Ärzte Zeitung online, 01.08.2013

EU-USA-Freihandelsabkommen

Regierung rechnet mit schwierigen Verhandlungen

Wie wirkt sich ein Freihandelsabkommen zwischen der Europäischen Union und den USA auf Arzneimittel und Medizinprodukte aus? Auf eine SPD-Anfrage hin äußert sich die Regierung kritisch.

Von Anno Fricke

Regierung rechnet mit schwierigen Verhandlungen

Frachtgut an einem Hafen. Den Handel zwischen den USA und der Euorpäischen Union soll ein Freihandelsabkommen befördern.

© thomaslerchphoto/Fotolia

BERLIN. Die Bundesregierung rechnet mit schwierigen Verhandlungen zwischen der Europäischen Union und den USA über den künftigen Handel mit Medizinprodukten.

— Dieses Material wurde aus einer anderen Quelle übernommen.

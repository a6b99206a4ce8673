//! Enemy motion
//!
//! One tick is one unit of game time: `pos += vel`.

use super::state::{Enemy, Field};

/// Advance every enemy and drop the ones that left the field by more than
/// their own size
pub fn move_enemies(enemies: &mut Vec<Enemy>, field: &Field) {
    enemies.retain_mut(|enemy| {
        enemy.pos += enemy.vel;
        field.contains_with_margin(enemy.pos, enemy.size)
    });
}

#[cfg(test)]
mod tests {
    use super::*;
    use glam::Vec2;

    fn enemy(x: f32, y: f32, vx: f32, vy: f32) -> Enemy {
        Enemy {
            pos: Vec2::new(x, y),
            vel: Vec2::new(vx, vy),
            size: 20.0,
        }
    }

    #[test]
    fn test_enemies_advance_by_velocity() {
        let field = Field::new(800.0, 600.0);
        let mut enemies = vec![enemy(100.0, 100.0, 1.5, -0.5)];
        move_enemies(&mut enemies, &field);
        assert_eq!(enemies[0].pos, Vec2::new(101.5, 99.5));
    }

    #[test]
    fn test_enemy_on_margin_survives() {
        let field = Field::new(800.0, 600.0);
        // Spawned on the top margin moving sideways only
        let mut enemies = vec![enemy(400.0, -20.0, 1.0, 0.0)];
        move_enemies(&mut enemies, &field);
        assert_eq!(enemies.len(), 1);
    }

    #[test]
    fn test_enemies_past_margin_are_removed() {
        let field = Field::new(800.0, 600.0);
        let mut enemies = vec![
            enemy(-19.5, 300.0, -1.0, 0.0),
            enemy(819.5, 300.0, 1.0, 0.0),
            enemy(400.0, -19.5, 0.0, -1.0),
            enemy(400.0, 619.5, 0.0, 1.0),
            enemy(400.0, 300.0, 1.0, 1.0),
        ];
        move_enemies(&mut enemies, &field);
        assert_eq!(enemies.len(), 1);
        assert_eq!(enemies[0].pos, Vec2::new(401.0, 301.0));
    }
}
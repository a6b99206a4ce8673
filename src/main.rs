//! Square Dodge entry point
//!
//! Handles platform-specific initialization and runs the game loop.

#[cfg(target_arch = "wasm32")]
use wasm_bindgen::prelude::*;

#[cfg(target_arch = "wasm32")]
mod wasm_game {
    use std::cell::RefCell;
    use std::rc::Rc;

    use glam::Vec2;
    use wasm_bindgen::prelude::*;
    use web_sys::{Document, HtmlCanvasElement, KeyboardEvent, MouseEvent, TouchEvent};

    use square_dodge::persistence::LocalStore;
    use square_dodge::platform::frame::next_animation_frame;
    use square_dodge::platform::{ClientRect, fit_to_container, pointer_to_field};
    use square_dodge::renderer::CanvasRenderer;
    use square_dodge::sim::Field;
    use square_dodge::{FrameOutcome, Game, Tuning, ui};

    type SharedGame = Rc<RefCell<Game<LocalStore>>>;

    /// Size the canvas to its container and return the matching play field
    fn fit_canvas(canvas: &HtmlCanvasElement) -> Field {
        let container_width = canvas
            .parent_element()
            .map(|parent| parent.client_width())
            .unwrap_or(canvas.width() as i32)
            .max(0) as u32;
        let (width, height) = fit_to_container(container_width);
        canvas.set_width(width);
        canvas.set_height(height);
        Field::new(width as f32, height as f32)
    }

    /// Map a client-space point onto the current play field
    fn client_to_field(canvas: &HtmlCanvasElement, game: &SharedGame, x: i32, y: i32) -> Vec2 {
        let dom_rect = canvas.get_bounding_client_rect();
        let rect = ClientRect {
            left: dom_rect.left() as f32,
            top: dom_rect.top() as f32,
            width: dom_rect.width() as f32,
            height: dom_rect.height() as f32,
        };
        let scroll = web_sys::window()
            .and_then(|w| w.document())
            .and_then(|d| d.document_element())
            .map(|root| Vec2::new(root.scroll_left() as f32, root.scroll_top() as f32))
            .unwrap_or(Vec2::ZERO);
        let field = game.borrow().state.field;
        pointer_to_field(Vec2::new(x as f32, y as f32), rect, scroll, &field)
    }

    pub async fn run() -> Result<(), JsValue> {
        console_error_panic_hook::set_once();
        console_log::init_with_level(log::Level::Info)
            .map_err(|err| JsValue::from_str(&err.to_string()))?;

        log::info!("Square Dodge starting...");

        let window = web_sys::window().ok_or_else(|| JsValue::from_str("no window"))?;
        let document = window
            .document()
            .ok_or_else(|| JsValue::from_str("no document"))?;

        let canvas: HtmlCanvasElement = document
            .get_element_by_id(ui::ids::CANVAS)
            .ok_or_else(|| JsValue::from_str("no canvas"))?
            .dyn_into()?;

        let field = fit_canvas(&canvas);
        let seed = js_sys::Date::now() as u64;
        let game: SharedGame = Rc::new(RefCell::new(Game::new(
            seed,
            field,
            Tuning::default(),
            LocalStore::open(),
        )));

        {
            let g = game.borrow();
            ui::update_scores(&document, 0, g.high_score());
            ui::set_leaderboard_visible(&document, g.settings.show_leaderboard);
            ui::display_leaderboard(&document, g.leaderboard())?;
        }

        setup_resize_handler(&canvas, game.clone())?;
        setup_input_handlers(&canvas, game.clone())?;

        let mut renderer = CanvasRenderer::new(&canvas)?;

        log::info!("Square Dodge running!");
        game_loop(&document, &game, &mut renderer).await
    }

    /// One frame per display refresh until the frame signal fails
    async fn game_loop(
        document: &Document,
        game: &SharedGame,
        renderer: &mut CanvasRenderer,
    ) -> Result<(), JsValue> {
        loop {
            let now = next_animation_frame().await?;
            let outcome = game.borrow_mut().frame(now, renderer);

            match outcome {
                FrameOutcome::Running { score, high_score } => {
                    ui::update_scores(document, score, high_score);
                }
                FrameOutcome::GameOver { score, rank } => {
                    {
                        let g = game.borrow();
                        ui::display_leaderboard(document, g.leaderboard())?;
                        ui::update_scores(document, 0, g.high_score());
                    }
                    ui::announce_game_over(score, rank);
                }
            }
        }
    }

    fn setup_resize_handler(canvas: &HtmlCanvasElement, game: SharedGame) -> Result<(), JsValue> {
        let window = web_sys::window().ok_or_else(|| JsValue::from_str("no window"))?;
        let canvas_clone = canvas.clone();
        let closure = Closure::<dyn FnMut(_)>::new(move |_event: web_sys::Event| {
            let field = fit_canvas(&canvas_clone);
            game.borrow_mut().resize(field);
            log::info!("Canvas resized to {}x{}", field.width, field.height);
        });
        window.add_event_listener_with_callback("resize", closure.as_ref().unchecked_ref())?;
        closure.forget();
        Ok(())
    }

    fn setup_input_handlers(canvas: &HtmlCanvasElement, game: SharedGame) -> Result<(), JsValue> {
        // Mouse move
        {
            let game = game.clone();
            let canvas_clone = canvas.clone();
            let closure = Closure::<dyn FnMut(_)>::new(move |event: MouseEvent| {
                event.prevent_default();
                let pos = client_to_field(&canvas_clone, &game, event.client_x(), event.client_y());
                game.borrow_mut().set_pointer(pos);
            });
            canvas.add_event_listener_with_callback("mousemove", closure.as_ref().unchecked_ref())?;
            closure.forget();
        }

        // Touch move (first touch only)
        {
            let game = game.clone();
            let canvas_clone = canvas.clone();
            let closure = Closure::<dyn FnMut(_)>::new(move |event: TouchEvent| {
                event.prevent_default();
                if let Some(touch) = event.touches().get(0) {
                    let pos =
                        client_to_field(&canvas_clone, &game, touch.client_x(), touch.client_y());
                    game.borrow_mut().set_pointer(pos);
                }
            });
            canvas.add_event_listener_with_callback("touchmove", closure.as_ref().unchecked_ref())?;
            closure.forget();
        }

        // Keyboard
        {
            let window = web_sys::window().ok_or_else(|| JsValue::from_str("no window"))?;
            let closure = Closure::<dyn FnMut(_)>::new(move |event: KeyboardEvent| {
                if matches!(event.key().as_str(), "p" | "P") {
                    game.borrow_mut().cycle_palette();
                }
            });
            window.add_event_listener_with_callback("keydown", closure.as_ref().unchecked_ref())?;
            closure.forget();
        }

        Ok(())
    }
}

#[cfg(target_arch = "wasm32")]
#[wasm_bindgen(start)]
pub async fn wasm_main() {
    if let Err(err) = wasm_game::run().await {
        log::error!("Square Dodge stopped: {:?}", err);
    }
}

#[cfg(not(target_arch = "wasm32"))]
mod headless {
    use glam::Vec2;

    use square_dodge::persistence::MemoryStore;
    use square_dodge::renderer::DrawList;
    use square_dodge::sim::Field;
    use square_dodge::{FrameOutcome, Game, Tuning};

    const SEED: u64 = 0x5eed;
    const SESSIONS: u32 = 5;
    /// Ten simulated minutes at 60 Hz
    const MAX_FRAMES: u64 = 60 * 60 * 10;
    const FRAME_MS: f64 = 1000.0 / 60.0;

    /// Play seeded sessions with a scripted pointer sweep
    pub fn run() {
        let mut game = Game::new(SEED, Field::default(), Tuning::default(), MemoryStore::new());
        let mut draw_list = DrawList::default();
        let mut finished = 0;

        for frame in 0..MAX_FRAMES {
            if finished >= SESSIONS {
                break;
            }

            let t = frame as f32 * 0.01;
            let field = game.state.field;
            game.set_pointer(Vec2::new(
                field.width * (0.5 + 0.4 * t.sin()),
                field.height * (0.5 + 0.4 * (t * 1.3).cos()),
            ));

            if let FrameOutcome::GameOver { score, rank } = game.frame(frame as f64 * FRAME_MS, &mut draw_list) {
                finished += 1;
                log::info!("Session {}: score {} (rank {:?})", finished, score, rank);
            }
        }

        log::info!("Best score: {}", game.high_score());
        if game.leaderboard().is_empty() {
            log::info!("No session ended within {} frames", MAX_FRAMES);
        }
        for (rank, score) in game.leaderboard().rows().take(10) {
            log::info!("{:>3}. {}", rank, score);
        }
    }
}

#[cfg(not(target_arch = "wasm32"))]
fn main() {
    env_logger::Builder::from_env(env_logger::Env::default().default_filter_or("info")).init();
    log::info!("Square Dodge (native) starting...");
    log::info!("Native mode runs headless sessions - run with `trunk serve` for the web version");

    headless::run();
}

#[cfg(target_arch = "wasm32")]
fn main() {
    // WASM entry point is wasm_main, this is just to satisfy the compiler
}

Das geht aus der Antwort der Regierung auf eine Anfrage der SPD-Gesundheitspolitikerin Dr. Marlies Volkmer hervor. Grund seien die verschiedenen Systeme für den Marktzugang von Medizinprodukten.

Europäer und Amerikaner sprächen insbesondere über Qualitätsmanagementsysteme, die Harmonisierung der Qualitätsmanagementstandards, Inspektionen und den Austausch von Informationen über Medizinprodukte, heißt es in dem von Staatssekretärin Annette Widmann-Mauz unterzeichneten Papier, das der "Ärzte Zeitung" vorliegt.

Die Verhandlungen haben die Partner Anfang Juli aufgenommen. Gegenstand sind auch die gegenseitige Anerkennung der Zulassungen von Arzneimitteln und Medizinprodukten.

Bei Patenten und dem Anteil am Welthandel mit Medizinprodukten liegt Deutschland auf Platz zwei hinter den USA.

Industrie und Kassen beharken sich

Beim Bundesverband Medizinprodukte (BVMed) sehen die Verantwortlichen die Gespräche grundsätzlich positiv. Die Exportfähigkeit beider Seiten könne durch Freihandel steigen, sagte BVMed-Geschäftsführer und Vorstand Joachim Schmitt der "Ärzte Zeitung". Auch zusätzliche Arbeitsplätze könnten entstehen.

Schmitt warnte jedoch davor, bei Zulassungen von Medizinprodukten künftig das amerikanische Verfahren zu übernehmen. Um ein Medizinprodukt der höchsten Risikoklasse wie zum Beispiel einen Herzschrittmacher in den USA auf den Markt zu bringen, benötigt es die Zulassung der staatlichen Federal Drug and Food Administration.

Dieses Verfahren sei zwei bis drei Jahre langsamer als das europäische, das keine Zulassung durch staatliche Behörden vorschreibe. Gleichwohl erfordere es Risiko-Analysen und -bewertungen, klinische Bewertungen beziehungsweise die klinische Prüfung zum Nachweis der Leistungsfähigkeit und Wirksamkeit sowie ein umfassendes Qualitätsmanagementsystem, sagte Schmitt.

Am Ende stehe das CE-Kennzeichen. Für den Verband wäre auch die Einführung eines strengeren Anforderungen unterliegenden CE-Med-Siegels denkbar, nicht aber die staatliche Zulassung.

Nach dem Skandal um Billigsilikon in Brustimplantaten der französischen Firma Poly Implant Prothèse (PIP) war das europäische System ab 2009 in Kritik geraten.

Arzneimittel bleiben außen vor

Als Konsequenz daraus sollen nun die privaten Stellen - in Deutschland sind das zum Beispiel der TÜV und die Dekra - auch in südosteuropäischen EU-Ländern aufgerüstet werden. Unangemeldete Kontrollen sollen Betrügern und Schlampern das Leben schwer machen.

Dem GKV-Spitzenverband reicht dies nicht. Die Kassenvertreter sehen ein Zulassungsproblem und fordern methodisch bessere Studien vor der Zulassung von Medizinprodukten.

Ihrer Ansicht nach sollten die rund 1050 in Deutschland registrierten Hochrisikoprodukte nur nach einer Testphase in einem Innovationszentrum auf den Markt gelangen können.

Was die Arzneimittel angeht, streben die Europäer demnach keine gegenseitige Anerkennung von Zulassungsentscheidungen an, wohl aber eine Zusammenarbeit bei der Bewertung von Zulassungsanträgen von Arzneimitteln und bei Zulassungsstudien.

Gedacht werde auch an die Harmonisierung von Leitlinien etwa für die Zulassungsstudien in der Pädiatrie, heißt es in der Regierungsantwort.